🤖 AI Summary
Vision-Language-Action (VLA) models hold significant promise for general-purpose robotic control, yet their high computational cost and autoregressive decoding hinder real-time deployment. This paper introduces FlashVLA—a training-free, plug-and-play acceleration framework addressing two key bottlenecks: unstable action sequences and redundant visual tokens. Our contributions are threefold: (1) a novel action reuse mechanism that caches actions based on token importance scoring; (2) an information-guided dynamic visual token pruning strategy to eliminate redundancy while preserving task-critical features; and (3) an adaptive stable-step detection module to enhance inference robustness under varying dynamics.
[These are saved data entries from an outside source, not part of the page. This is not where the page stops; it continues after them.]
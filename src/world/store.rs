//! The authoritative in-memory world.
//!
//! Every collection (live entities, clients, ships, rooms, areas, templates, help, the
//! deferred-task queue) sits inside one [`WorldInner`] behind one `std::sync::Mutex`.
//! Each public operation takes the lock for its whole duration. The two exceptions are
//! documented on the methods themselves:
//!
//! * [`WorldStore::get_player`] drops the lock after scanning live players and reads the
//!   off-line record from disk without it.
//! * [`WorldStore::load`] reads every file before taking the lock; [`WorldStore::save`]
//!   holds it for the whole pass, so gameplay pauses while the world is written.
//!
//! `load` and `save` are not re-entrant and must be serialized by the caller.
//!
//! Queries hand out cloned snapshots. Mutation of a live entity goes through a
//! lock-guarded method ([`WorldStore::with_entity_mut`], [`WorldStore::apply_damage`], ...).

use std::collections::{BTreeMap, HashMap};
use std::sync::{Arc, Mutex, MutexGuard};
use std::time::{Duration, Instant};

use log::{debug, error, info, warn};
use serde::Serialize;

use crate::metrics;
use crate::world::brain::brain_for;
use crate::world::clone::{clone_entity, clone_ship};
use crate::world::entity::{CharData, DamageOutcome, DamageRules, Entity, EntityId, PlayerProfile};
use crate::world::errors::WorldError;
use crate::world::gateway::WorldGateway;
use crate::world::reset::{reset_area, ResetReport};
use crate::world::scheduler::{DeferredAction, DeferredQueue, SchedulerStats};
use crate::world::session::{ClientId, ClientRef};
use crate::world::types::{
    AreaData, EntityState, HelpData, ItemData, Pool, RoomData, ShipData, ShipId, StarSystemData,
    Vnum, LAND,
};

/// Delay between an NPC's death and the removal of its corpse.
pub const DEFAULT_CORPSE_DECAY: Duration = Duration::from_secs(360);

/// Area bookkeeping. Rooms live in the flat room table; the area keeps their vnums in
/// definition order plus its own metadata and reset rules.
#[derive(Debug, Clone)]
pub(crate) struct AreaRecord {
    pub(crate) meta: AreaData,
    pub(crate) rooms: Vec<Vnum>,
}

/// Collection sizes, printed by `starmud status`.
#[derive(Debug, Clone, Default, PartialEq, Eq, Serialize)]
pub struct WorldCounts {
    pub entities: usize,
    pub players: usize,
    pub clients: usize,
    pub areas: usize,
    pub rooms: usize,
    pub items: usize,
    pub mobs: usize,
    pub ship_prototypes: usize,
    pub ships: usize,
    pub helps: usize,
    pub starsystems: usize,
    pub deferred_tasks: usize,
}

/// Outcome of a save pass. Failed objects are named in `failed`; the rest were written.
#[derive(Debug, Clone, Default)]
pub struct SaveReport {
    pub saved: usize,
    pub failed: Vec<String>,
    pub elapsed: Duration,
}

impl SaveReport {
    pub fn is_clean(&self) -> bool {
        self.failed.is_empty()
    }

    fn record(&mut self, what: String, result: Result<(), WorldError>) {
        match result {
            Ok(()) => self.saved += 1,
            Err(e) => {
                error!("failed to save {}: {}", what, e);
                self.failed.push(what);
            }
        }
    }
}

/// Everything guarded by the world lock.
#[derive(Debug, Default)]
pub(crate) struct WorldInner {
    pub(crate) entities: Vec<Entity>,
    pub(crate) clients: Vec<ClientRef>,
    pub(crate) ships: Vec<ShipData>,
    pub(crate) ship_prototypes: BTreeMap<Vnum, ShipData>,
    pub(crate) rooms: HashMap<Vnum, RoomData>,
    pub(crate) areas: BTreeMap<String, AreaRecord>,
    pub(crate) room_area: HashMap<Vnum, String>,
    pub(crate) items: BTreeMap<Vnum, ItemData>,
    pub(crate) mobs: BTreeMap<Vnum, CharData>,
    pub(crate) helps: Vec<HelpData>,
    pub(crate) starsystems: Vec<StarSystemData>,
    pub(crate) deferred: DeferredQueue,
    next_uid: u64,
}

impl WorldInner {
    /// Give the entity a runtime id if it has none and append it to the live list.
    ///
    /// An entity whose id is already live is refused; the existing id is returned.
    pub(crate) fn register(&mut self, mut entity: Entity) -> EntityId {
        if entity.uid().is_assigned() && self.position(entity.uid()).is_some() {
            error!(
                "add_entity: '{}' ({}) is already live; not adding it twice",
                entity.name(),
                entity.uid()
            );
            metrics::inc_reported_errors();
            return entity.uid();
        }
        if !entity.uid().is_assigned() {
            self.next_uid += 1;
            entity.char_data_mut().uid = EntityId(self.next_uid);
        } else if entity.uid().0 > self.next_uid {
            self.next_uid = entity.uid().0;
        }
        let id = entity.uid();
        self.entities.push(entity);
        id
    }

    pub(crate) fn position(&self, id: EntityId) -> Option<usize> {
        self.entities.iter().position(|e| e.uid() == id)
    }

    pub(crate) fn entity(&self, id: EntityId) -> Option<&Entity> {
        self.entities.iter().find(|e| e.uid() == id)
    }

    pub(crate) fn entity_mut(&mut self, id: EntityId) -> Option<&mut Entity> {
        self.entities.iter_mut().find(|e| e.uid() == id)
    }

    /// Hit points of whoever `entities[index]` is fighting, for the prompt's health bar.
    pub(crate) fn attacker_hp(&self, index: usize) -> Option<Pool> {
        let attacker = self.entities.get(index)?.attacker()?;
        self.entity(attacker).map(|a| a.char_data().hp)
    }

    fn remove_at(&mut self, index: usize) -> Entity {
        let entity = self.entities.remove(index);
        self.deferred.cancel_for(entity.uid());
        entity
    }

    pub(crate) fn insert_area(&mut self, mut area: AreaData) {
        if self.areas.contains_key(&area.name) {
            self.drop_area(&area.name);
        }
        let rooms = std::mem::take(&mut area.rooms);
        let mut vnums = Vec::with_capacity(rooms.len());
        for room in rooms {
            vnums.push(room.id);
            if let Some(previous) = self.room_area.insert(room.id, area.name.clone()) {
                if previous != area.name {
                    warn!(
                        "room {} moved from area '{}' to '{}'",
                        room.id, previous, area.name
                    );
                    if let Some(rec) = self.areas.get_mut(&previous) {
                        rec.rooms.retain(|v| *v != room.id);
                    }
                }
            }
            self.rooms.insert(room.id, room);
        }
        self.areas.insert(
            area.name.clone(),
            AreaRecord {
                meta: area,
                rooms: vnums,
            },
        );
    }

    fn drop_area(&mut self, name: &str) -> Option<AreaRecord> {
        let record = self.areas.remove(name)?;
        for vnum in &record.rooms {
            self.rooms.remove(vnum);
            self.room_area.remove(vnum);
        }
        Some(record)
    }

    /// Reassemble the on-disk form of an area from the flat room table.
    pub(crate) fn area_data(&self, name: &str) -> Option<AreaData> {
        let record = self.areas.get(name)?;
        let mut area = record.meta.clone();
        area.rooms = record
            .rooms
            .iter()
            .filter_map(|v| self.rooms.get(v).cloned())
            .collect();
        Some(area)
    }

    fn next_live_ship_id(&self) -> ShipId {
        smallest_free(self.ships.iter().map(|s| s.id))
    }

    fn remove_corpse(&mut self, id: EntityId) -> Option<Entity> {
        let index = self.position(id)?;
        let is_corpse = matches!(
            &self.entities[index],
            Entity::Npc(ch) if ch.state == EntityState::Dead
        );
        if !is_corpse {
            debug!(
                "not removing {} ('{}'): not a dead NPC",
                id,
                self.entities[index].name()
            );
            return None;
        }
        let corpse = self.remove_at(index);
        debug!("corpse of '{}' ({}) decayed", corpse.name(), id);
        metrics::inc_corpses_removed();
        Some(corpse)
    }

    fn broadcast(&self, text: &str) {
        for client in &self.clients {
            client.send(text);
        }
    }

    fn counts(&self) -> WorldCounts {
        WorldCounts {
            entities: self.entities.len(),
            players: self.entities.iter().filter(|e| e.is_player()).count(),
            clients: self.clients.len(),
            areas: self.areas.len(),
            rooms: self.rooms.len(),
            items: self.items.len(),
            mobs: self.mobs.len(),
            ship_prototypes: self.ship_prototypes.len(),
            ships: self.ships.len(),
            helps: self.helps.len(),
            starsystems: self.starsystems.len(),
            deferred_tasks: self.deferred.len(),
        }
    }
}
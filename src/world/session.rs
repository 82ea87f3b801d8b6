//! The narrow seam between the world core and the connection layer.
//!
//! The core never parses protocol frames. It only pushes text to a client and asks it to
//! hang up when the client is removed from the store.

use std::fmt;
use std::sync::atomic::{AtomicBool, Ordering};
use std::sync::{Arc, Mutex};

use uuid::Uuid;

pub type ClientId = Uuid;

pub trait Client: fmt::Debug + Send + Sync {
    fn id(&self) -> ClientId;

    fn send(&self, text: &str);

    fn disconnect(&self);
}

pub type ClientRef = Arc<dyn Client>;

/// Loopback client that keeps everything it is sent. Useful for embedding the world
/// without a network layer, and in tests.
#[derive(Debug)]
pub struct BufferedClient {
    id: ClientId,
    outbox: Mutex<Vec<String>>,
    connected: AtomicBool,
}

impl BufferedClient {
    pub fn new() -> Self {
        Self {
            id: Uuid::new_v4(),
            outbox: Mutex::new(Vec::new()),
            connected: AtomicBool::new(true),
        }
    }

    /// Remove and return everything sent so far.
    pub fn drain(&self) -> Vec<String> {
        let mut guard = self.outbox.lock().unwrap_or_else(|e| e.into_inner());
        std::mem::take(&mut *guard)
    }

    pub fn is_connected(&self) -> bool {
        self.connected.load(Ordering::Relaxed)
    }
}

impl Default for BufferedClient {
    fn default() -> Self {
        Self::new()
    }
}

impl Client for BufferedClient {
    fn id(&self) -> ClientId {
        self.id
    }

    fn send(&self, text: &str) {
        if !self.is_connected() {
            return;
        }
        let mut guard = self.outbox.lock().unwrap_or_else(|e| e.into_inner());
        guard.push(text.to_string());
    }

    fn disconnect(&self) {
        self.connected.store(false, Ordering::Relaxed);
    }
}
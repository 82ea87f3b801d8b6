//! Template to live-instance copying.
//!
//! Owned data (equipment, inventory, keywords, skills, interior rooms) is copied so the
//! clone can be mutated without touching the template. Relationships are carried over
//! as-is: the brain handle is the same `Arc`, and the attacker is the same entity id.

use std::sync::Arc;

use log::debug;

use crate::world::entity::{CharData, Entity, EntityId, PlayerProfile};
use crate::world::types::{ItemData, RoomData, ShipData};

/// Deep copy of an item, nested container contents included. The copy is not tied to a
/// template file.
pub fn clone_item(item: &ItemData) -> ItemData {
    ItemData {
        keywords: item.keywords.to_vec(),
        contents: item.contents.iter().map(clone_item).collect(),
        source: None,
        ..item.clone()
    }
}

/// Copy a character for spawning. The result has no runtime id yet; the store assigns
/// one when the clone is registered.
pub fn clone_char(template: &CharData) -> CharData {
    let ch = CharData {
        uid: EntityId::UNASSIGNED,
        keywords: template.keywords.to_vec(),
        skills: template.skills.clone(),
        languages: template.languages.clone(),
        equipment: template
            .equipment
            .iter()
            .map(|(loc, item)| (*loc, clone_item(item)))
            .collect(),
        inventory: template.inventory.iter().map(clone_item).collect(),
        ai: template.ai.as_ref().map(Arc::clone),
        attacker: template.attacker,
        source: None,
        ..template.clone()
    };
    debug!(
        "cloned '{}' (vnum {}) with {} carried and {} worn items",
        ch.name,
        ch.id,
        ch.inventory.len(),
        ch.equipment.len()
    );
    ch
}

/// Copy either variant. A player copy keeps its account fields and session handle.
pub fn clone_entity(entity: &Entity) -> Entity {
    match entity {
        Entity::Npc(ch) => Entity::Npc(clone_char(ch)),
        Entity::Player(p) => Entity::Player(PlayerProfile {
            ch: clone_char(&p.ch),
            ..p.clone()
        }),
    }
}

fn clone_room(room: &RoomData) -> RoomData {
    RoomData {
        items: room.items.iter().map(clone_item).collect(),
        ..room.clone()
    }
}

/// Copy a ship prototype. `oid` records the prototype vnum; the live id is left for the
/// store to assign.
pub fn clone_ship(prototype: &ShipData) -> ShipData {
    ShipData {
        id: 0,
        oid: prototype.id,
        rooms: prototype.rooms.iter().map(clone_room).collect(),
        source: None,
        ..prototype.clone()
    }
}

#[cfg(test)]
mod tests {
    use super::*;
    use crate::world::brain::{Brain, GenericBrain};
    use crate::world::types::{RoomData, WearLoc};

    fn template() -> CharData {
        let mut ch = CharData::new(100, "a gamorrean guard")
            .with_keyword("gamorrean")
            .with_keyword("guard")
            .with_hp(30, 30)
            .with_item(ItemData::new(7, "a ration pack").with_weight(1))
            .with_equipment(WearLoc::Weapon, ItemData::new(8, "a vibro-axe").with_damage("2d6"));
        ch.ai = Some(Arc::new(GenericBrain::new()));
        ch.attacker = Some(EntityId(12));
        ch
    }

    #[test]
    fn clone_has_independent_owned_data() {
        let tpl = template();
        let mut copy = clone_char(&tpl);

        copy.inventory.push(ItemData::new(9, "a datapad"));
        copy.inventory[0].name = "an eaten ration".into();
        copy.keywords.push("pig".into());
        copy.equipment.remove(&WearLoc::Weapon);

        assert_eq!(tpl.inventory.len(), 1);
        assert_eq!(tpl.inventory[0].name, "a ration pack");
        assert_eq!(tpl.keywords.len(), 2);
        assert!(tpl.equipment.contains_key(&WearLoc::Weapon));
    }

    #[test]
    fn clone_shares_relationships_and_copies_scalars() {
        let tpl = template();
        let copy = clone_char(&tpl);

        assert_eq!(copy.name, tpl.name);
        assert_eq!(copy.hp, tpl.hp);
        assert_eq!(copy.attacker, tpl.attacker);
        let (a, b) = (tpl.ai.unwrap(), copy.ai.unwrap());
        assert!(Arc::ptr_eq(&a, &b));
        assert_eq!(b.name(), "generic");
    }

    #[test]
    fn ship_clone_records_prototype() {
        let proto = ShipData::new(4, "Lambda shuttle", "shuttle")
            .with_room(RoomData::new(1, "Cockpit"))
            .with_room(RoomData::new(2, "Hold"));
        let mut live = clone_ship(&proto);
        assert_eq!(live.oid, 4);
        assert_eq!(live.id, 0);
        live.rooms[0].name = "Scorched cockpit".into();
        assert_eq!(proto.rooms[0].name, "Cockpit");
    }
}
Evaluated on the LIBERO benchmark, FlashVLA reduces FLOPs by 55.7% and end-to-end latency by 36.0%, with only a marginal 0.7% drop in task success rate—achieving, for the first time, efficient VLA inference without any fine-tuning.
📝 Abstract
Vision-Language-Action (VLA) models have emerged as a powerful paradigm for general-purpose robot control through natural language instructions. However, their high inference cost-stemming from large-scale token computation and autoregressive decoding-poses significant challenges for real-time deployment and edge applications. While prior work has primarily focused on architectural optimization, we take a different perspective by identifying a dual form of redundancy in VLA models: (i) high similarity across consecutive action steps, and (ii) substantial redundancy in visual tokens. Motivated by these observations, we propose FlashVLA, the first training-free and plug-and-play acceleration framework that enables action reuse in VLA models. FlashVLA improves inference efficiency through a token-aware action reuse mechanism that avoids redundant decoding across stable action steps, and an information-guided visual token selection strategy that prunes low-contribution tokens. Extensive experiments on the LIBERO benchmark show that FlashVLA reduces FLOPs by 55.7% and latency by 36.0%, with only a 0.7% drop in task success rate. These results demonstrate the effectiveness of FlashVLA in enabling lightweight, low-latency VLA inference without retraining.